The fifth day of the Skye Trail follows dramatic Glen Sligachan, a great trench dividing the forbidding mountain ranges of the Red and Black Cuillin, to reach the beautiful bay at Camasunary. From here the main route follows a vertiginous cliff path to reach the small settlement of Elgol. Classic views across the water to the main Cuillin ridge are your reward for the sometimes awkward path.

Stage 6 - Elgol to Torrin

  • Distance 16.5km (10¼ miles)
  • Total Ascent 370m

This stage presents relatively straightforward walking. Hugging the coast for much of the way, there are views across the water to the Sleat peninsula as well as the Small Isles of Rum, Eigg, Muck and Canna.
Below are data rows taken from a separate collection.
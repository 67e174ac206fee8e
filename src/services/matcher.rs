use std::collections::BTreeSet;

use chrono::{Duration, NaiveDateTime};

use crate::db::models::BookedReservation;

/// Which pass of the matcher produced the attribution.
#[derive(Debug, Clone, Copy, PartialEq, Eq)]
pub enum MatchedBy {
    Stand,
    Name,
}

#[derive(Debug, Clone)]
pub struct ActivityMatch<'a> {
    pub reservation: &'a BookedReservation,
    pub matched_by: MatchedBy,
}

/// Normalize a client name for comparison: lowercase, `ё` → `е`, whitespace
/// collapsed to single spaces.
pub fn normalize_name(name: &str) -> String {
    name.to_lowercase()
        .replace('ё', "е")
        .split_whitespace()
        .collect::<Vec<_>>()
        .join(" ")
}

fn name_tokens(name: &str) -> BTreeSet<String> {
    normalize_name(name)
        .split_whitespace()
        .map(str::to_string)
        .collect()
}

/// A candidate client name matches a reported athlete name when the
/// normalized strings are equal, the token sets are equal, or the
/// candidate's tokens are a subset of the reported name's tokens
/// ("Иванов" matches "Пётр Иванов").
pub fn names_match(candidate: &str, reported: &str) -> bool {
    let cand_norm = normalize_name(candidate);
    let rep_norm = normalize_name(reported);
    if cand_norm.is_empty() || rep_norm.is_empty() {
        return false;
    }
    if cand_norm == rep_norm {
        return true;
    }

    let cand_tokens = name_tokens(candidate);
    let rep_tokens = name_tokens(reported);
    cand_tokens == rep_tokens || cand_tokens.is_subset(&rep_tokens)
}

fn window_contains(res: &BookedReservation, at: NaiveDateTime, grace: Duration) -> bool {
    let start = res.slot_date.and_time(res.start_time) - grace;
    let end = res.slot_date.and_time(res.end_time) + grace;
    at >= start && at <= end
}

fn start_distance(res: &BookedReservation, at: NaiveDateTime) -> Duration {
    let start = res.slot_date.and_time(res.start_time);
    if at >= start {
        at - start
    } else {
        start - at
    }
}

/// Among the candidates whose widened window contains `at`, pick the one
/// whose slot start is numerically closest to `at`.
fn nearest<'a, I>(matching: I, at: NaiveDateTime) -> Option<&'a BookedReservation>
where
    I: Iterator<Item = &'a BookedReservation>,
{
    matching.min_by_key(|res| start_distance(res, at))
}

/// First pass: candidates on the account's own stands.
fn stand_pass<'a>(
    candidates: &'a [BookedReservation],
    stand_ids: &[i64],
    at: NaiveDateTime,
    grace: Duration,
) -> Option<&'a BookedReservation> {
    nearest(
        candidates.iter().filter(|res| {
            res.stand_id.map(|id| stand_ids.contains(&id)).unwrap_or(false)
                && window_contains(res, at, grace)
        }),
        at,
    )
}

/// Second pass: any stand, client name matching the reported athlete name.
fn name_pass<'a>(
    candidates: &'a [BookedReservation],
    reported_name: &str,
    at: NaiveDateTime,
    grace: Duration,
) -> Option<&'a BookedReservation> {
    nearest(
        candidates.iter().filter(|res| {
            window_contains(res, at, grace)
                && res
                    .client_name
                    .as_deref()
                    .map(|name| names_match(name, reported_name))
                    .unwrap_or(false)
        }),
        at,
    )
}

/// Attribute an observed activity to a scheduled client.
///
/// `candidates` are the booked reservations on the activity's local calendar
/// date (with slot time windows); `stand_ids` are the stands wired to the
/// observing account; `at` is the activity start in local time.
///
/// The stand wiring is a static approximation (riders occasionally swap
/// stands), so when the platform reports an athlete display name a second,
/// stand-independent search runs over client names. The stand-based result
/// wins only when its client name also equals the reported name; otherwise a
/// name-based match takes precedence.
pub fn match_activity<'a>(
    candidates: &'a [BookedReservation],
    stand_ids: &[i64],
    at: NaiveDateTime,
    reported_name: Option<&str>,
    grace_minutes: i64,
) -> Option<ActivityMatch<'a>> {
    let grace = Duration::minutes(grace_minutes);

    let by_stand = stand_pass(candidates, stand_ids, at, grace);
    let by_name = reported_name
        .filter(|name| !name.trim().is_empty())
        .and_then(|name| name_pass(candidates, name, at, grace));

    match (by_stand, by_name, reported_name) {
        (Some(stand_res), Some(name_res), Some(reported)) => {
            let stand_client_matches = stand_res
                .client_name
                .as_deref()
                .map(|name| normalize_name(name) == normalize_name(reported))
                .unwrap_or(false);
            if stand_client_matches {
                Some(ActivityMatch {
                    reservation: stand_res,
                    matched_by: MatchedBy::Stand,
                })
            } else {
                Some(ActivityMatch {
                    reservation: name_res,
                    matched_by: MatchedBy::Name,
                })
            }
        }
        (Some(stand_res), None, _) => Some(ActivityMatch {
            reservation: stand_res,
            matched_by: MatchedBy::Stand,
        }),
        (None, Some(name_res), _) => Some(ActivityMatch {
            reservation: name_res,
            matched_by: MatchedBy::Name,
        }),
        _ => None,
    }
}

#[cfg(test)]
mod tests {
    use super::*;
    use chrono::{NaiveDate, NaiveTime};

    fn candidate(
        id: &str,
        stand_id: i64,
        client_id: i64,
        client_name: &str,
        start: (u32, u32),
        end: (u32, u32),
    ) -> BookedReservation {
        BookedReservation {
            reservation_id: id.to_string(),
            slot_id: format!("slot-{}", id),
            stand_id: Some(stand_id),
            client_id: Some(client_id),
            client_name: Some(client_name.to_string()),
            slot_date: NaiveDate::from_ymd_opt(2024, 3, 1).unwrap(),
            start_time: NaiveTime::from_hms_opt(start.0, start.1, 0).unwrap(),
            end_time: NaiveTime::from_hms_opt(end.0, end.1, 0).unwrap(),
        }
    }

    fn at(h: u32, m: u32) -> NaiveDateTime {
        NaiveDate::from_ymd_opt(2024, 3, 1)
            .unwrap()
            .and_hms_opt(h, m, 0)
            .unwrap()
    }

    #[test]
    fn normalize_name_folds_case_yo_and_whitespace() {
        assert_eq!(normalize_name("  Пётр   Иванов "), "петр иванов");
        assert_eq!(normalize_name("Anna SMITH"), "anna smith");
    }

    #[test]
    fn names_match_token_subset() {
        assert!(names_match("Иванов", "Пётр Иванов"));
        assert!(names_match("Иванов Петр", "Петр Иванов"));
        assert!(!names_match("Сидоров", "Петр Иванов"));
    }

    #[test]
    fn window_edge_inside_grace_matches() {
        // Slot 10:00–12:00, grace 30: 09:31 matches, 09:29 does not.
        let candidates = vec![candidate("r1", 5, 42, "Анна Кузнецова", (10, 0), (12, 0))];

        let hit = match_activity(&candidates, &[5], at(9, 31), None, 30);
        assert_eq!(hit.unwrap().reservation.reservation_id, "r1");

        let miss = match_activity(&candidates, &[5], at(9, 29), None, 30);
        assert!(miss.is_none());
    }

    #[test]
    fn nearest_slot_start_wins_tiebreak() {
        // Both windows (widened) contain 11:50; the 12:00 slot start is closer.
        let candidates = vec![
            candidate("morning", 5, 1, "Анна", (10, 0), (12, 0)),
            candidate("noon", 5, 2, "Борис", (12, 0), (14, 0)),
        ];

        let hit = match_activity(&candidates, &[5], at(11, 50), None, 30).unwrap();
        assert_eq!(hit.reservation.reservation_id, "noon");
    }

    #[test]
    fn stand_pass_ignores_other_stands_without_name() {
        let candidates = vec![candidate("r1", 7, 42, "Анна", (10, 0), (12, 0))];

        // Account watches stand 5 only; no athlete name reported.
        assert!(match_activity(&candidates, &[5], at(10, 30), None, 30).is_none());
    }

    #[test]
    fn name_pass_corrects_stand_swap() {
        // Schedule expects Анна on stand 5, but the reported athlete name
        // matches Борис who is booked on stand 7: the rider swapped stands.
        let candidates = vec![
            candidate("on-account-stand", 5, 1, "Анна Кузнецова", (10, 0), (12, 0)),
            candidate("other-stand", 7, 2, "Борис Волков", (10, 0), (12, 0)),
        ];

        let hit =
            match_activity(&candidates, &[5], at(10, 15), Some("Борис Волков"), 30).unwrap();
        assert_eq!(hit.reservation.reservation_id, "other-stand");
        assert_eq!(hit.matched_by, MatchedBy::Name);
    }

    #[test]
    fn stand_pass_preferred_when_names_agree() {
        let candidates = vec![
            candidate("on-account-stand", 5, 1, "Анна Кузнецова", (10, 0), (12, 0)),
            candidate("other-stand", 7, 2, "Анна Кузнецова", (10, 0), (12, 0)),
        ];

        let hit =
            match_activity(&candidates, &[5], at(10, 15), Some("Анна Кузнецова"), 30).unwrap();
        assert_eq!(hit.reservation.reservation_id, "on-account-stand");
        assert_eq!(hit.matched_by, MatchedBy::Stand);
    }

    #[test]
    fn unattributed_when_no_pass_matches() {
        let candidates = vec![candidate("r1", 5, 42, "Анна", (10, 0), (12, 0))];

        let hit = match_activity(&candidates, &[9], at(18, 0), Some("Виктор"), 30);
        assert!(hit.is_none());
    }
}
use chrono::NaiveDateTime;
use serde::{Deserialize, Serialize};
use sqlx::FromRow;

/// Idempotency marker: the WattAttack account's in-platform profile has been
/// set to the client scheduled in this reservation. Inserted once, never
/// reverted to "unapplied".
#[derive(Debug, Clone, FromRow, Serialize, Deserialize)]
pub struct AccountAssignment {
    /// Primary key (UUID)
    pub id: String,

    /// Reservation whose client was pushed (references
    /// `schedule_reservations.id`).
    pub reservation_id: String,

    /// WattAttack account that received the profile.
    pub account_id: String,

    pub client_id: Option<i64>,

    pub applied_at: NaiveDateTime,
}
use chrono::Utc;
use sqlx::SqlitePool;

use crate::db::models::{CreateStand, Stand};
use crate::error::{AppError, AppResult};

const SELECT_STAND: &str = r#"
    SELECT id, name, code, is_active, created_at, updated_at
    FROM stands
"#;

/// Repository for the physical stand roster.
pub struct StandRepository;

impl StandRepository {
    pub async fn create(pool: &SqlitePool, stand: CreateStand) -> AppResult<Stand> {
        let now = Utc::now().naive_utc();

        let row = sqlx::query_as::<_, Stand>(
            r#"
            INSERT INTO stands (id, name, code, is_active, created_at, updated_at)
            VALUES (?, ?, ?, 1, ?, ?)
            RETURNING id, name, code, is_active, created_at, updated_at
            "#,
        )
        .bind(stand.id)
        .bind(&stand.name)
        .bind(&stand.code)
        .bind(now)
        .bind(now)
        .fetch_one(pool)
        .await
        .map_err(|e| match &e {
            sqlx::Error::Database(db) if db.is_unique_violation() => {
                AppError::Conflict(format!("Stand {} already exists", stand.id))
            }
            _ => AppError::Database(e),
        })?;

        Ok(row)
    }

    pub async fn find_by_id(pool: &SqlitePool, id: i64) -> AppResult<Option<Stand>> {
        let row = sqlx::query_as::<_, Stand>(&format!("{SELECT_STAND} WHERE id = ?"))
            .bind(id)
            .fetch_optional(pool)
            .await
            .map_err(AppError::Database)?;

        Ok(row)
    }

    pub async fn list_active(pool: &SqlitePool) -> AppResult<Vec<Stand>> {
        let rows =
            sqlx::query_as::<_, Stand>(&format!("{SELECT_STAND} WHERE is_active = 1 ORDER BY id"))
                .fetch_all(pool)
                .await
                .map_err(AppError::Database)?;

        Ok(rows)
    }

    /// Deactivated stands are excluded from future capacity back-fill;
    /// existing reservation rows are kept. Returns false when the stand does
    /// not exist.
    pub async fn set_active(pool: &SqlitePool, id: i64, is_active: bool) -> AppResult<bool> {
        let now = Utc::now().naive_utc();

        let result = sqlx::query("UPDATE stands SET is_active = ?, updated_at = ? WHERE id = ?")
            .bind(is_active)
            .bind(now)
            .bind(id)
            .execute(pool)
            .await
            .map_err(AppError::Database)?;

        Ok(result.rows_affected() > 0)
    }
}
After a brief road section a much rougher path leads to the remains of a cleared village before the route descends to rejoin the road around the head of Loch Slapin.

Stage 6B - Bla Bheinn alpine variant – Camasunary to Torrin

  • Distance 11km (7 miles)
  • Total Ascent 970m

Terrain Bla Bheinn involves exceptionally rough and rocky walking, and very careful navigation and experience is required. There is a hard scramble between the two summits, particularly tricky with a pack and the descent involves loose rock and scree

This stage will appeal to very experienced hillwalkers who wish to climb one of Skye’s major mountain summits as part of the route. The route assumes that the fifth day is ended with a wild camp or bothy stay at Camasunary.

Stage 7 - Torrin to Broadford

  • Distance 20km (12½ miles)
  • Total Ascent 480m

The final stage of the Skye Trail follows the coastline through the atmospheric cleared villages of Suisnish and Boreraig where sheep now wander among the ruined houses. The path runs close to the water at times and there is the added chance that you may spot otters, or more likely seals and numerous seabirds, as you meander along Loch Eishort.

Useful resources

Harvey Maps have produced a map of the Skye Trail on waterproof paper. It is also possible to print out the relevant mapping sections from digital mapping programmes or from the Skye Trail website.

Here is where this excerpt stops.